Effective governance starts by assigning a named business owner, a technical owner, and a risk owner for each third-party AI dependency. Those roles need to be linked to the specific service, not the vendor in general. The organisation should also maintain an inventory of what the system can access, what data it ingests, what outputs it can influence, and which internal workflows depend on it. This is where identity governance intersects with vendor management. The OWASP Non-Human Identity Top 10 is useful here because many third-party AI risks are really NHI risks: over-privileged service accounts, opaque token use, weak rotation, and missing revocation paths.

Practitioners should require control evidence that can be reviewed on a cadence, not just at onboarding. That evidence may include access logs, data retention settings, incident notification SLAs, model update notices, and test results showing how the system behaves under policy constraints. The Top 10 NHI Issues and Lifecycle Processes for Managing NHIs both reinforce the same operational point: identities, secrets, and approvals need lifecycle control, not one-time approval.

  • Define whether the vendor is a data processor, model provider, or integrated service operator.
  • Map all secrets, API keys, and delegated tokens used by the third-party AI system.
  • Set review intervals for access, retention, and behavioural changes.
  • Require change notification before model updates or policy changes reach production.
  • Capture evidence of testing, logging, and revocation so accountability remains auditable.

The NIST Cybersecurity Framework 2.0 is a useful baseline for structuring those controls across govern, identify, protect, detect, respond, and recover. These controls tend to break down when the third-party AI system is embedded through multiple sub-processors and downstream APIs because ownership, telemetry, and change notification become fragmented across several operators.

Common Variations and Edge Cases

Tighter oversight often increases procurement friction and review overhead, requiring organisations to balance speed against assurance. That tradeoff is unavoidable for high-impact AI, but current guidance suggests the burden should scale with the system’s data sensitivity, autonomy, and business criticality. Not every third-party AI dependency needs the same review depth, yet there is no universal standard for this yet, so risk-based tiering is the safest practical approach.

One edge case is a low-touch embedded AI feature inside a SaaS platform. The vendor may claim the feature is part of the standard service, but it can still change data handling, prompts, or output behaviour in ways that affect accountability. Another is a hosted model exposed through an internal proxy, where the enterprise owns the proxy but not the underlying model. In that case, the organisation must document where its control ends and the supplier’s begins. NHIMG’s DeepSeek breach illustrates why exposure, retention, and third-party handling cannot be treated as abstract risk categories.

For organisations with regulated data or safety-critical workflows, annual reviews are usually too slow. Best practice is evolving toward continuous or event-driven reassessment when the vendor changes models, retraining inputs, hosting regions, or incident posture. In practice, accountability weakens fastest when the third-party AI becomes “just another feature” and no one rechecks the evidence after integration.
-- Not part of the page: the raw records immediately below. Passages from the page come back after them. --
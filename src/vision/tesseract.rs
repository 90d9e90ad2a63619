//! Tesseract OCR backend
//!
//! Runs the `tesseract` binary with TSV output and groups the word rows into
//! blocks. The image is piped through stdin as PNG, nothing touches disk.

use async_trait::async_trait;
use image::{ImageFormat, RgbaImage};
use std::collections::BTreeMap;
use std::io::Cursor;
use std::process::Stdio;
use tokio::io::AsyncWriteExt;
use tokio::process::Command;
use tracing::{debug, trace};

use super::{BlockBounds, RecognitionError, TextBlock, TextRecognizer, VisionConfig};

/// TSV row level of a single word
const WORD_LEVEL: u32 = 5;

/// OCR engine backed by the Tesseract command line tool
pub struct TesseractRecognizer {
    binary: String,
    language: String,
    min_confidence: f32,
    id_quantum: i32,
}

impl TesseractRecognizer {
    pub fn new(config: &VisionConfig) -> Self {
        Self {
            binary: config.tesseract_path.clone(),
            language: config.ocr_language.clone(),
            min_confidence: config.min_confidence,
            id_quantum: config.id_quantum,
        }
    }

    /// Check that the binary can be executed
    pub async fn probe(&self) -> Result<String, RecognitionError> {
        let output = Command::new(&self.binary)
            .arg("--version")
            .output()
            .await
            .map_err(|e| RecognitionError::Unavailable(format!("{}: {}", self.binary, e)))?;
        let banner = String::from_utf8_lossy(&output.stdout);
        Ok(banner.lines().next().unwrap_or_default().to_string())
    }
}

#[async_trait]
impl TextRecognizer for TesseractRecognizer {
    async fn recognize(&self, image: &RgbaImage) -> Result<Vec<TextBlock>, RecognitionError> {
        let mut png = Vec::new();
        image
            .write_to(&mut Cursor::new(&mut png), ImageFormat::Png)
            .map_err(|e| RecognitionError::Encode(e.to_string()))?;

        let mut child = Command::new(&self.binary)
            .args(["stdin", "stdout", "-l", &self.language, "tsv"])
            .stdin(Stdio::piped())
            .stdout(Stdio::piped())
            .stderr(Stdio::piped())
            .kill_on_drop(true)
            .spawn()
            .map_err(|e| RecognitionError::Unavailable(format!("{}: {}", self.binary, e)))?;

        let mut stdin = child
            .stdin
            .take()
            .ok_or_else(|| RecognitionError::Engine("stdin not captured".to_string()))?;
        stdin.write_all(&png).await?;
        drop(stdin);

        let output = child.wait_with_output().await?;
        if !output.status.success() {
            return Err(RecognitionError::Engine(format!(
                "tesseract exited with {}: {}",
                output.status,
                String::from_utf8_lossy(&output.stderr).trim()
            )));
        }

        let tsv = String::from_utf8_lossy(&output.stdout);
        let blocks = parse_tsv(&tsv, self.min_confidence, self.id_quantum)?;
        debug!("Tesseract: {} blocks in {}x{} image", blocks.len(), image.width(), image.height());
        Ok(blocks)
    }
}

#[derive(Default)]
struct BlockAccumulator {
    lines: BTreeMap<(u32, u32), Vec<String>>,
    bounds: Option<BlockBounds>,
}

/// Group Tesseract TSV word rows into text blocks
///
/// Words of a line are joined with spaces and lines with `\n`; the block box is
/// the union of its word boxes.
pub fn parse_tsv(
    tsv: &str,
    min_confidence: f32,
    id_quantum: i32,
) -> Result<Vec<TextBlock>, RecognitionError> {
    let mut blocks: BTreeMap<(u32, u32), BlockAccumulator> = BTreeMap::new();

    for (line_no, line) in tsv.lines().enumerate() {
        if line_no == 0 && line.starts_with("level") {
            continue;
        }
        if line.trim().is_empty() {
            continue;
        }

        let columns: Vec<&str> = line.splitn(12, '\t').collect();
        if columns.len() < 12 {
            trace!("Skipping short TSV row {}: {:?}", line_no, line);
            continue;
        }

        let number = |index: usize| -> Result<i64, RecognitionError> {
            columns[index].trim().parse::<i64>().map_err(|_| {
                RecognitionError::Parse(format!("row {}: bad column {}", line_no, index))
            })
        };

        if number(0)? != WORD_LEVEL as i64 {
            continue;
        }
        let confidence: f32 = columns[10]
            .trim()
            .parse()
            .map_err(|_| RecognitionError::Parse(format!("row {}: bad confidence", line_no)))?;
        let text = columns[11].trim();
        if text.is_empty() || confidence < min_confidence {
            continue;
        }

        let page = number(1)? as u32;
        let block = number(2)? as u32;
        let paragraph = number(3)? as u32;
        let line_num = number(4)? as u32;
        let bounds = BlockBounds::from_xywh(
            number(6)? as i32,
            number(7)? as i32,
            number(8)? as i32,
            number(9)? as i32,
        );

        if bounds.width() <= 0 || bounds.height() <= 0 {
            trace!("Skipping empty word box on row {}", line_no);
            continue;
        }

        let acc = blocks.entry((page, block)).or_default();
        acc.lines
            .entry((paragraph, line_num))
            .or_default()
            .push(text.to_string());
        acc.bounds = Some(match acc.bounds {
            Some(existing) => existing.union(&bounds),
            None => bounds,
        });
    }

    Ok(blocks
        .into_values()
        .filter_map(|acc| {
            let bounds = acc.bounds?;
            let text = acc
                .lines
                .into_values()
                .map(|words| words.join(" "))
                .collect::<Vec<_>>()
                .join("\n");
            Some(TextBlock::with_quantum(text, bounds, id_quantum))
        })
        .collect())
}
Standards & Framework Alignment

This section maps relevant standards and security frameworks to the operational risks and controls described in this guidance.

OWASP Non-Human Identity Top 10 address the attack and risk surface, while NIST CSF 2.0 and NIST AI RMF set the governance and control requirements practitioners need to meet.

Framework Control / Reference Relevance
OWASP Non-Human Identity Top 10 NHI-03 Third-party AI often relies on unmanaged secrets and delegated access.
NIST CSF 2.0 GV.OV-01 Governance requires named ownership, oversight, and review of external AI risk.
NIST AI RMF GOVERN AI RMF governance is central to documenting accountability for third-party AI systems.

Track every vendor-issued secret, set rotation rules, and revoke access when the dependency changes.